What is Canine Influenza? How worried should I be?
Canine Influenza (CID) is a recently recognized viral upper respiratory infection of dogs that causes licking of lips, reverse sneezing, sneezing, coughing, fever and lethargy. It is contagious through saliva and nasal discharge directly or indirectly through the air or left on objects. Symptoms often occur 2-4 days after exposure.
So why should I get my indoor cat vaccinated against other diseases?
Being an indoor cat provides protection from many traumas, misadventures, parasites and diseases. But that protection isn't complete!
Why do I need to vaccinate my indoor cat against Rabies?
Indoor cats do need some vaccines, even against Rabies! Their indoor status does mean they will be less likely to be exposed to some diseases, but that is not the same as protecting them.

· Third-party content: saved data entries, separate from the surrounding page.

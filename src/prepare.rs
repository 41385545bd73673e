//! Translation of a [`RequestDescriptor`] into a wire-level request.

use std::time::Duration;

use reqwest::{
    header::{HeaderMap, HeaderName, HeaderValue, CONTENT_TYPE},
    Url,
};

use crate::{HttpError, RequestDescriptor, Result};

/// Fully resolved request, ready to hand to either transport.
#[derive(Clone, Debug)]
pub struct WireRequest {
    pub method: reqwest::Method,
    pub url: Url,
    pub headers: HeaderMap,
    pub body: Option<Vec<u8>>,
    pub timeout: Duration,
}

impl WireRequest {
    /// Resolves `descriptor` against `base_url` and merges its query,
    /// headers, and body.
    ///
    /// `base_url` must end with `/` (see `HandlerConfig::validate`).
    pub fn build(
        base_url: &Url,
        descriptor: &RequestDescriptor,
        default_timeout: Duration,
    ) -> Result<Self> {
        descriptor.validate()?;

        let relative = descriptor.path().trim().trim_start_matches('/');
        let mut url = base_url.join(relative).map_err(|err| {
            HttpError::Validation(format!("invalid path '{}': {err}", descriptor.path()))
        })?;
        if url.origin() != base_url.origin() {
            return Err(HttpError::Validation(format!(
                "path '{}' escapes the base url",
                descriptor.path()
            )));
        }
        if !descriptor.query_params().is_empty() {
            url.query_pairs_mut()
                .extend_pairs(descriptor.query_params().iter());
        }

        let mut headers = HeaderMap::new();
        for (name, value) in descriptor.headers() {
            let name = HeaderName::from_bytes(name.as_bytes()).map_err(|err| {
                HttpError::Validation(format!("invalid header name '{name}': {err}"))
            })?;
            let value = HeaderValue::from_str(value).map_err(|err| {
                HttpError::Validation(format!("invalid value for header '{name}': {err}"))
            })?;
            headers.insert(name, value);
        }

        let body = match descriptor.body_value() {
            Some(value) => {
                let bytes = serde_json::to_vec(value).map_err(|err| {
                    HttpError::Validation(format!("request body is not valid JSON: {err}"))
                })?;
                if !headers.contains_key(CONTENT_TYPE) {
                    headers.insert(CONTENT_TYPE, HeaderValue::from_static("application/json"));
                }
                Some(bytes)
            }
            None => None,
        };

        let options = descriptor.options();
        let mut wire = Self {
            method: descriptor.method().into(),
            url,
            headers,
            body,
            timeout: options.timeout.unwrap_or(default_timeout),
        };
        if let Some(hook) = &options.hook {
            hook(&mut wire);
        }
        Ok(wire)
    }

    pub(crate) fn into_async(self, client: &reqwest::Client) -> reqwest::RequestBuilder {
        let builder = client
            .request(self.method, self.url)
            .headers(self.headers)
            .timeout(self.timeout);
        match self.body {
            Some(body) => builder.body(body),
            None => builder,
        }
    }

    pub(crate) fn into_blocking(
        self,
        client: &reqwest::blocking::Client,
    ) -> reqwest::blocking::RequestBuilder {
        let builder = client
            .request(self.method, self.url)
            .headers(self.headers)
            .timeout(self.timeout);
        match self.body {
            Some(body) => builder.body(body),
            None => builder,
        }
    }
}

Let's talk about Rabies first, because Rabies is a uniformly fatal disease that has no treatment and is transmitted to people by their pets. Rabies virus is transmitted generally by saliva to blood contact, most commonly by a bite wound. The virus enters the body and travels up nerves to infect the brain, effectively poking holes in the brain of the patient and causing death by encephalitis over 4-10 days. Rabies can be expressed in the dumb form- blankness, drooling, lack of expression or the mad form- drooling and blindly attacking/biting. The incubation time (from bite to sickness) can be days to months after the bite.